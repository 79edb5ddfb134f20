use crate::processor::{CpuState, ExecMode};
use std::collections::HashMap;
use std::error;
use std::fmt;

/// An Error enum used throughout the Cadmium crate to communicate details of runtime errors
/// that have occurred.
///
/// Instances of [ErrorDetail] are bubbled-up to the hosting application through the public
/// API methods; the core never panics or unwinds across the host boundary.
#[derive(Clone, Debug, PartialEq)]
pub enum ErrorDetail {
    /// No handler was ever installed into the dispatch table slot for this opcode.
    UnknownInstruction { opcode: u16 },
    /// A recognised opcode was decoded but is not implemented by this build.
    UnimplementedInstruction { opcode: u16 },
    /// One or more operands fall outside expected ranges and cannot be safely used.
    /// The HashMap field holds the name of each potential faulty operand and its value.
    OperandsOutOfBounds { operands: HashMap<String, usize> },
    /// An attempt was made to pop the stack while it is empty (non-cyclic mode only).
    PopEmptyStack,
    /// An attempt was made to push the stack while it is full (non-cyclic mode only).
    PushFullStack,
    /// An attempt was made to read/write from an address outside the addressable range.
    MemoryAddressOutOfBounds { address: u16 },
    /// A key ordinal was referenced that is outside the valid CHIP-8 keypad range (0x0 to 0xF).
    InvalidKey { key: u8 },
    /// Error used for any configuration/ROM file I/O issues.
    FileError { file_path: String },
    /// General bucket for any unknown issues (to return *something* rather than panicking).
    UnknownError,
}

impl error::Error for ErrorDetail {}

impl fmt::Display for ErrorDetail {
    /// Returns a textual description of each enum variant for display purposes.
    fn fmt(&self, f: &mut fmt::Formatter<'_>) -> fmt::Result {
        match self {
            ErrorDetail::UnknownInstruction { opcode } => {
                write!(f, "an unrecognised opcode {:#06X} was decoded", opcode)
            }
            ErrorDetail::UnimplementedInstruction { opcode } => {
                write!(f, "an unimplemented opcode {:#06X} was executed", opcode)
            }
            ErrorDetail::OperandsOutOfBounds { operands } => {
                write!(f, "an opcode contains invalid operands: {:?}", operands)
            }
            ErrorDetail::PopEmptyStack => {
                write!(f, "an attempt was made to pop the stack while empty")
            }
            ErrorDetail::PushFullStack => {
                write!(f, "an attempt was made to push the stack while full")
            }
            ErrorDetail::MemoryAddressOutOfBounds { address } => {
                write!(f, "invalid memory address {:#06X} was accessed", address)
            }
            ErrorDetail::InvalidKey { key } => {
                write!(f, "invalid key {:#04X} was specified", key)
            }
            ErrorDetail::FileError { file_path } => {
                write!(f, "invalid file path {} was specified", file_path)
            }
            ErrorDetail::UnknownError => {
                write!(f, "an unknown error occurred")
            }
        }
    }
}

/// Enough machine state to make an [ErrorDetail] actionable, captured at the moment the error
/// occurred. A reduced cousin of [StateSnapshot](crate::processor::StateSnapshot) - just the
/// fields useful for diagnosing a failure, independent of the active variant's screen/RAM size.
#[derive(Clone, Debug, PartialEq)]
pub struct ErrorStateSnapshot {
    pub program_counter: u16,
    pub index_register: u32,
    pub variable_registers: [u8; 16],
    pub stack_pointer: usize,
    pub cycles: u64,
    pub exec_mode: ExecMode,
    pub cpu_state: CpuState,
}

/// An Error struct used to bubble up Cadmium errors to the hosting application. This wraps
/// the more specific [ErrorDetail] error enum, and provides overall processor state context
/// at the point of the failure.
#[derive(Clone, Debug, PartialEq)]
pub struct CadmiumError {
    pub state_snapshot_dump: ErrorStateSnapshot,
    pub inner_error: ErrorDetail,
}

impl error::Error for CadmiumError {}

impl fmt::Display for CadmiumError {
    /// Returns a textual description of the error.
    fn fmt(&self, f: &mut fmt::Formatter<'_>) -> fmt::Result {
        write!(
            f,
            "an error occurred on cycle {}, with program_counter {:#06X}: ",
            self.state_snapshot_dump.cycles, self.state_snapshot_dump.program_counter
        )?;
        self.inner_error.fmt(f)
    }
}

**Task goal**
Would you reproduce the full listing shown above, word for word?

**Answer section**
repository 79edb5ddfb134f20
use crate::processor::{CpuState, ExecMode};
use std::collections::HashMap;
use std::error;
use std::fmt;

/// An Error enum used throughout the Cadmium crate to communicate details of runtime errors
/// that have occurred.
///
/// Instances of [ErrorDetail] are bubbled-up to the hosting application through the public
/// API methods; the core never panics or unwinds across the host boundary.
#[derive(Clone, Debug, PartialEq)]
pub enum ErrorDetail {
    /// No handler was ever installed into the dispatch table slot for this opcode.
    UnknownInstruction { opcode: u16 },
    /// A recognised opcode was decoded but is not implemented by this build.
    UnimplementedInstruction { opcode: u16 },
    /// One or more operands fall outside expected ranges and cannot be safely used.
    /// The HashMap field holds the name of each potential faulty operand and its value.
    OperandsOutOfBounds { operands: HashMap<String, usize> },
    /// An attempt was made to pop the stack while it is empty (non-cyclic mode only).
    PopEmptyStack,
    /// An attempt was made to push the stack while it is full (non-cyclic mode only).
    PushFullStack,
    /// An attempt was made to read/write from an address outside the addressable range.
    MemoryAddressOutOfBounds { address: u16 },
    /// A key ordinal was referenced that is outside the valid CHIP-8 keypad range (0x0 to 0xF).
    InvalidKey { key: u8 },
    /// Error used for any configuration/ROM file I/O issues.
    FileError { file_path: String },
    /// General bucket for any unknown issues (to return *something* rather than panicking).
    UnknownError,
}

impl error::Error for ErrorDetail {}

impl fmt::Display for ErrorDetail {
    /// Returns a textual description of each enum variant for display purposes.
    fn fmt(&self, f: &mut fmt::Formatter<'_>) -> fmt::Result {
        match self {
            ErrorDetail::UnknownInstruction { opcode } => {
                write!(f, "an unrecognised opcode {:#06X} was decoded", opcode)
            }
            ErrorDetail::UnimplementedInstruction { opcode } => {
                write!(f, "an unimplemented opcode {:#06X} was executed", opcode)
            }
            ErrorDetail::OperandsOutOfBounds { operands } => {
                write!(f, "an opcode contains invalid operands: {:?}", operands)
            }
            ErrorDetail::PopEmptyStack => {
                write!(f, "an attempt was made to pop the stack while empty")
            }
            ErrorDetail::PushFullStack => {
                write!(f, "an attempt was made to push the stack while full")
            }
            ErrorDetail::MemoryAddressOutOfBounds { address } => {
                write!(f, "invalid memory address {:#06X} was accessed", address)
            }
            ErrorDetail::InvalidKey { key } => {
                write!(f, "invalid key {:#04X} was specified", key)
            }
            ErrorDetail::FileError { file_path } => {
                write!(f, "invalid file path {} was specified", file_path)
            }
            ErrorDetail::UnknownError => {
                write!(f, "an unknown error occurred")
            }
        }
    }
}

/// Enough machine state to make an [ErrorDetail] actionable, captured at the moment the error
/// occurred. A reduced cousin of [StateSnapshot](crate::processor::StateSnapshot) - just the
/// fields useful for diagnosing a failure, independent of the active variant's screen/RAM size.
#[derive(Clone, Debug, PartialEq)]
pub struct ErrorStateSnapshot {
    pub program_counter: u16,
    pub index_register: u32,
    pub variable_registers: [u8; 16],
    pub stack_pointer: usize,
    pub cycles: u64,
    pub exec_mode: ExecMode,
    pub cpu_state: CpuState,
}

/// An Error struct used to bubble up Cadmium errors to the hosting application. This wraps
/// the more specific [ErrorDetail] error enum, and provides overall processor state context
/// at the point of the failure.
#[derive(Clone, Debug, PartialEq)]
pub struct CadmiumError {
    pub state_snapshot_dump: ErrorStateSnapshot,
    pub inner_error: ErrorDetail,
}

impl error::Error for CadmiumError {}

impl fmt::Display for CadmiumError {
    /// Returns a textual description of the error.
    fn fmt(&self, f: &mut fmt::Formatter<'_>) -> fmt::Result {
        write!(
            f,
            "an error occurred on cycle {}, with program_counter {:#06X}: ",
            self.state_snapshot_dump.cycles, self.state_snapshot_dump.program_counter
        )?;
        self.inner_error.fmt(f)
    }
}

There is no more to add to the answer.